Collard greens simmered soft with garlic, ginger, and onion. The mild, essential green that balances every Ethiopian platter.
Gomen is the quiet dish on the Ethiopian platter and the one the meal cannot balance without: collard greens cooked down soft with onion, garlic, and ginger, seasoned gently, and finished with slices of green chili. Next to the heat of misir wat and the richness of doro wat or kitfo, gomen is the cool, mineral counterweight, the place your injera goes between spicier bites. It is vegan when made with oil, cheap year-round, and honest weeknight food on its own with rice.
Ethiopian platters are composed in contrasts, and gomen’s job is relief. Where the wats carry berbere’s fire, gomen carries almost none, just garlic, ginger, and a late jalapeno for freshness. That restraint is a design choice, not a lack of ambition, and it is why the dish appears on virtually every combination platter in every Ethiopian restaurant on earth. Cooks who reflexively add chili powder to everything do well to leave this one alone the first time and taste what the platter gains from a gentle corner.
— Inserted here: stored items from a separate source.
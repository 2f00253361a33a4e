// In crates/dataset/src/split.rs

use core_types::{Error, TimeSeries};

/// Splits a series into a contiguous training prefix and testing suffix.
///
/// The prefix holds the first `floor(len * train_fraction)` rows. Order is
/// never shuffled. A short series may leave either half empty; that is left
/// for the caller to judge.
pub fn train_test_split(
    series: &TimeSeries,
    train_fraction: f64,
) -> core_types::Result<(TimeSeries, TimeSeries)> {
    if !(train_fraction > 0.0 && train_fraction < 1.0) {
        return Err(Error::invalid(format!(
            "train fraction must lie strictly between 0 and 1, got {train_fraction}"
        )));
    }

    let split_index = (series.len() as f64 * train_fraction).floor() as usize;
    let (train, test) = series.split_at(split_index);

    tracing::debug!(
        rows = series.len(),
        train_rows = train.len(),
        test_rows = test.len(),
        "Split series into train and test halves."
    );

    Ok((train, test))
}

#[cfg(test)]
mod tests {
    use super::*;

    #[test]
    fn test_split_eighty_twenty() {
        let prices: Vec<f64> = (0..10).map(f64::from).collect();
        let series = TimeSeries::from_prices("close", &prices);

        let (train, test) = train_test_split(&series, 0.8).unwrap();

        assert_eq!(train.len(), 8);
        assert_eq!(test.len(), 2);
        assert_eq!(test.prices()[0], 8.0);
    }

    #[test]
    fn test_split_floors_the_index() {
        let series = TimeSeries::from_prices("close", &[1.0, 2.0, 3.0]);
        let (train, test) = train_test_split(&series, 0.5).unwrap();
        assert_eq!(train.len(), 1);
        assert_eq!(test.len(), 2);
    }

    #[test]
    fn test_short_series_gives_empty_prefix() {
        let series = TimeSeries::from_prices("close", &[1.0, 2.0]);
        let (train, test) = train_test_split(&series, 0.25).unwrap();
        assert!(train.is_empty());
        assert_eq!(test.len(), 2);
    }

    #[test]
    fn test_rejects_fraction_outside_unit_interval() {
        let series = TimeSeries::from_prices("close", &[1.0, 2.0]);
        for fraction in [0.0, 1.0, -0.5, 1.5, f64::NAN] {
            assert!(matches!(
                train_test_split(&series, fraction),
                Err(Error::InvalidArgument(_))
            ));
        }
    }
}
Collard greens are the standard stand-in abroad for the Ethiopian highland greens the dish is built on at home, and they behave nearly identically: sturdy leaves that want real cooking time and repay it with a silky, substantial texture. Wash them in a full sink of water, since collards hold grit, and strip the thick stems completely, because they outlast the leaves by half an hour. Chop the leaves into ribbons a finger wide. Kale substitutes in a pinch with a shorter cook; spinach does not, collapsing to nothing long before the flavors develop.
Gomen opens the Ethiopian way: minced onion in a dry pot, cooked until soft and beginning to color before any fat enters. Oil keeps the dish vegan and fasting-appropriate; niter kibbeh, the spiced clarified butter, makes the richer everyday version and is worth using if your kitchen keeps a jar. Garlic and ginger fry briefly in the fat, generous amounts of both, because they are the dish’s entire aromatic argument. The greens then go in by the handful, turned through the fat as each addition wilts and makes room for the next.
Here gomen parts ways with the quick-sauteed greens of other kitchens. A half cup of water, a lid, and twenty to twenty-five minutes of gentle simmering take the collards well past bright green into a soft, deep, settled tenderness; that texture is correct and traditional, so resist the urge to stop early. Stir occasionally and add a splash of water if the pot dries. At the end, uncover, add the jalapeno, salt, and pepper, and let the last liquid cook off so the greens are moist rather than soupy. The chili, added late, keeps a fresh edge the long-cooked leaves no longer have.
On a shared tray, gomen takes its place beside misir wat, shiro, and kik alicha for a fasting spread, or next to kitfo, where greens and ayib cheese are the fixed companions. It also stands alone as a vegetable dinner over rice or with flatbread, and it reheats better than almost anything on this site, keeping four days in the fridge. A squeeze of lemon at serving, while not traditional, flatters it. Cook a double pot; the second half disappears faster than the first.
Once the pot exists, gomen moonlights well outside Ethiopian meals. It sits naturally beside roast chicken or grilled fish, folds into an omelet, and tops a bowl of rice and beans without any translation. Cooks from the American South will recognize a cousin of their own collards, minus the pork and plus the ginger, and the two traditions swap places on a plate without friction. That said, its highest use remains the original one: the green, mild landing spot on a tray where berbere rules everything else.
Collards cook down dramatically, so a pot that looks absurd when the raw leaves go in feeds four politely when they come out. Doubling the recipe needs only a bigger pot and the same timing. Refrigerated, gomen keeps four days and reheats in a pan with a splash of water in five minutes, tasting slightly deeper each day the way long-cooked greens do. It also freezes acceptably for two months, though the texture softens further; for a dish already cooked soft on purpose, that costs little.
Yes. Thaw and squeeze them, then add to the finished base and simmer 10 minutes. The texture lands close to the long-cooked original since freezing softens the leaves already.
Undercooked collards keep a bitter edge, and so do their stems. Cook longer, make sure every stem was stripped, and salt properly at the end; salt rounds the last of the bitterness off.
No. Gomen kitfo is a Gurage dish of finely chopped greens mixed with spiced butter and served in the manner of kitfo. This recipe is the everyday simmered greens found on standard platters.
Gomen is the green constant of the Ethiopian platter, collards cooked soft with garlic and ginger, mild on purpose so it can cool the spicier stews around it.